ROM Holocaust Education Week exhibits explore collaboration

A collaged, folded edition of Bambi: A Life in the Woods is one of Bernice Eisenstein's exhibits in Genizot at the Royal Ontario Museum

The largest annual event in Toronto’s Jewish community calendar, Holocaust Education Week (HEW), presents more than 100 programs, most of them free,  in diverse locations across the city – synagogues, libraries, churches, schools and  community centres –  from Nov. 2 to 9.

The opening night program (Nov. 2, 7:30 p.m. at the Royal Ontario Museum) features Ayelet Waldman, American author of Love and Treasure, a work of historical fiction about the “Hungarian Gold Train.” That was a train the Americans intercepted in Austria in 1945, finding it loaded with gold watches, silver candlesticks, rings, tapestries, furs and other loot the Nazis and their Hungarian collaborators had stolen from Hungary’s Jews.

The ROM is simultaneously hosting Genizot, an exhibition of new work by HEW artist-in-residence Bernice Eisenstein. Contained in an intimate niche in the ROM’s Samuel European Galleries, the exhibition features 10 paintings and a cabinet full of found and made objects that explore the themes of memory, preservation and distillation of experience and meaning. The pieces also explore the theme of collaboration, which is HEW’s unifying theme this season. The exhibit runs until Feb. 8, 2015.

“It’s wonderfully ironic that there are two meanings of ‘collaboration,’” said Eisenstein. “One is to work with a person jointly to achieve something together; the other is to give aid and assistance to an enemy.”

Both types of collaboration are amply explored in multiple programs throughout the week involving both local and visiting presenters. “We’ve been fortunate to have a stellar group of international speakers coming to take part,” said Carson Phillips, assistant director of the hosting Neuberger Holocaust Education Centre. Besides lectures, panel discussions and art exhibitions, scheduled events include film screenings, literary programs, musical and stage performances, survivor testimonies and alternate-language programs in Yiddish, Russian and Hebrew. 

Highlights include discussions with HEW educator-in-residence Martin Hagmayr on “Hartheim and the T4 Program,” a euthanasia operation in Austria which resulted in about 30,000 murders; a presentation by author Wendy Lower on her book Hitler’s Furies: German Women in the Nazi Killing Fields; and a performance by the ARC Ensemble of chamber music by “musical collaborator” Jerzy Fitelberg, along with a discussion of related moral issues on individual accountability.

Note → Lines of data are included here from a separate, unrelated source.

//! Build script for ytm4a-dl
//!
//! Captures build identification at compile time:
//! - Git commit hash (short form)
//! - Build timestamp
//! - Build profile (debug/release)

use std::process::Command;

fn main() {
    let git_hash = Command::new("git")
        .args(["rev-parse", "--short=8", "HEAD"])
        .output()
        .ok()
        .filter(|output| output.status.success())
        .and_then(|output| String::from_utf8(output.stdout).ok())
        .map(|s| s.trim().to_string())
        .unwrap_or_else(|| "unknown".to_string());

    // ISO 8601 with local offset, e.g. 2026-10-19T14:30:45+02:00
    let build_timestamp = chrono::Local::now().to_rfc3339_opts(chrono::SecondsFormat::Secs, false);

    let profile = std::env::var("PROFILE").unwrap_or_else(|_| "unknown".to_string());

    println!("cargo:rustc-env=GIT_HASH={}", git_hash);
    println!("cargo:rustc-env=BUILD_TIMESTAMP={}", build_timestamp);
    println!("cargo:rustc-env=BUILD_PROFILE={}", profile);
}
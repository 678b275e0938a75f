//! Format Normalizer
//!
//! Labels retrieved bytes as `audio/mp4`. No transcoding is performed: the
//! payload passes through unchanged. The sniffed container type is kept for
//! diagnostics only. Total function.

use tracing::{debug, warn};

use crate::models::{AudioArtifact, TARGET_MEDIA_TYPE};

/// Containers that already hold M4A-compatible audio
const MP4_FAMILY: [&str; 3] = ["audio/mp4", "video/mp4", "audio/m4a"];

pub fn normalize(bytes: Vec<u8>) -> AudioArtifact {
    let detected_type = infer::get(&bytes).map(|kind| kind.mime_type().to_string());

    match detected_type.as_deref() {
        Some(mime) if MP4_FAMILY.contains(&mime) => {
            debug!(mime, bytes = bytes.len(), "Payload already in MP4 container");
        }
        Some(mime) => {
            warn!(mime, bytes = bytes.len(), "Relabeling non-MP4 payload as audio/mp4");
        }
        None => {
            warn!(bytes = bytes.len(), "Unrecognized payload, relabeling as audio/mp4");
        }
    }

    AudioArtifact {
        bytes,
        media_type: TARGET_MEDIA_TYPE.to_string(),
        detected_type,
        transcoded: false,
    }
}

“Kristallnacht Then and Now,” the closing program at Beth Tzedec Congregation (Nov. 9, 7:30 p.m.), features a talk by HEW scholar-in-residence Dr. Doris L. Bergen on less familiar aspects of the infamous “night of broken glass,” along with a display of Holocaust-era treasures of Jewish life in the synagogue’s Reuben and Helene Dennis Museum.

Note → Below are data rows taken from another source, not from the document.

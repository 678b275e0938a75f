//! Metadata Fetcher
//!
//! Reads the title of a video from its embed page. The thumbnail is derived
//! from the identifier, no request needed.
//!
//! Never fails: any error, unreadable page, or a lookup exceeding the embed
//! timeout yields placeholder metadata flagged `degraded`. Timed-out lookups
//! are dropped, which closes their connection.

use async_trait::async_trait;
use scraper::{Html, Selector};
use std::sync::Arc;
use std::time::Duration;
use tracing::{debug, warn};

use crate::models::{MediaIdentifier, MediaMetadata};

const USER_AGENT: &str = concat!("ytm4a/", env!("CARGO_PKG_VERSION"));

/// Suffix YouTube appends to every page title
const TITLE_SUFFIX: &str = " - YouTube";

/// Source of the human-readable title for an identifier
#[async_trait]
pub trait EmbedLookup: Send + Sync {
    /// `Ok(None)` when the page was read but carried no usable title
    async fn fetch_title(&self, id: &MediaIdentifier) -> Result<Option<String>, String>;
}

/// `EmbedLookup` over reqwest against the embed page
pub struct HttpEmbedLookup {
    http_client: reqwest::Client,
}

impl HttpEmbedLookup {
    pub fn new(timeout: Duration) -> Result<Self, String> {
        let http_client = reqwest::Client::builder()
            .user_agent(USER_AGENT)
            .timeout(timeout)
            .build()
            .map_err(|e| e.to_string())?;

        Ok(Self { http_client })
    }
}

#[async_trait]
impl EmbedLookup for HttpEmbedLookup {
    async fn fetch_title(&self, id: &MediaIdentifier) -> Result<Option<String>, String> {
        let response = self
            .http_client
            .get(id.embed_url())
            .send()
            .await
            .map_err(|e| e.to_string())?;

        let status = response.status();
        if !status.is_success() {
            return Err(format!("embed page returned HTTP {}", status.as_u16()));
        }

        let html = response.text().await.map_err(|e| e.to_string())?;
        Ok(extract_title(&html))
    }
}

/// Title from an HTML document, entities decoded, minus the site suffix
pub fn extract_title(html: &str) -> Option<String> {
    let document = Html::parse_document(html);
    let selector = Selector::parse("title").ok()?;
    let text: String = document.select(&selector).next()?.text().collect();
    let trimmed = text.trim();
    let title = trimmed
        .strip_suffix(TITLE_SUFFIX.trim_start())
        .unwrap_or(trimmed)
        .trim()
        .to_string();

    if title.is_empty() || title == "YouTube" {
        None
    } else {
        Some(title)
    }
}

/// Bounded, degrading metadata lookup
pub struct MetadataFetcher {
    lookup: Arc<dyn EmbedLookup>,
    timeout: Duration,
}

impl MetadataFetcher {
    pub fn new(lookup: Arc<dyn EmbedLookup>, timeout: Duration) -> Self {
        Self { lookup, timeout }
    }

    pub async fn fetch_metadata(&self, id: &MediaIdentifier) -> MediaMetadata {
        match tokio::time::timeout(self.timeout, self.lookup.fetch_title(id)).await {
            Ok(Ok(Some(title))) => {
                debug!(id = %id, title = %title, "Read title from embed page");
                MediaMetadata::with_title(id, title)
            }
            Ok(Ok(None)) => {
                warn!(id = %id, "Embed page had no readable title, using placeholder");
                MediaMetadata::placeholder(id)
            }
            Ok(Err(e)) => {
                warn!(id = %id, error = %e, "Embed lookup failed, using placeholder");
                MediaMetadata::placeholder(id)
            }
            Err(_) => {
                warn!(
                    id = %id,
                    timeout_ms = self.timeout.as_millis() as u64,
                    "Embed lookup timed out, using placeholder"
                );
                MediaMetadata::placeholder(id)
            }
        }
    }
}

 These are only a few examples from HEW’s 50-page program, available at select locations around the GTA; it may also be downloaded from the Neuberger Centre’s website, www.holocaustcentre.com. While most events are free, registration is required and some events require paid tickets. 

 In terms of participants, HEW 2014 – the 34th annual event since the tradition was founded circa 1980 – may even surpass last year’s collective attendance figures of about 35,000. “We’ve been on an incline for the last five years,” said Phillips, who cites the generous involvement of a robust group of benefactors, partners, volunteers and community organizations behind HEW’s continued growth.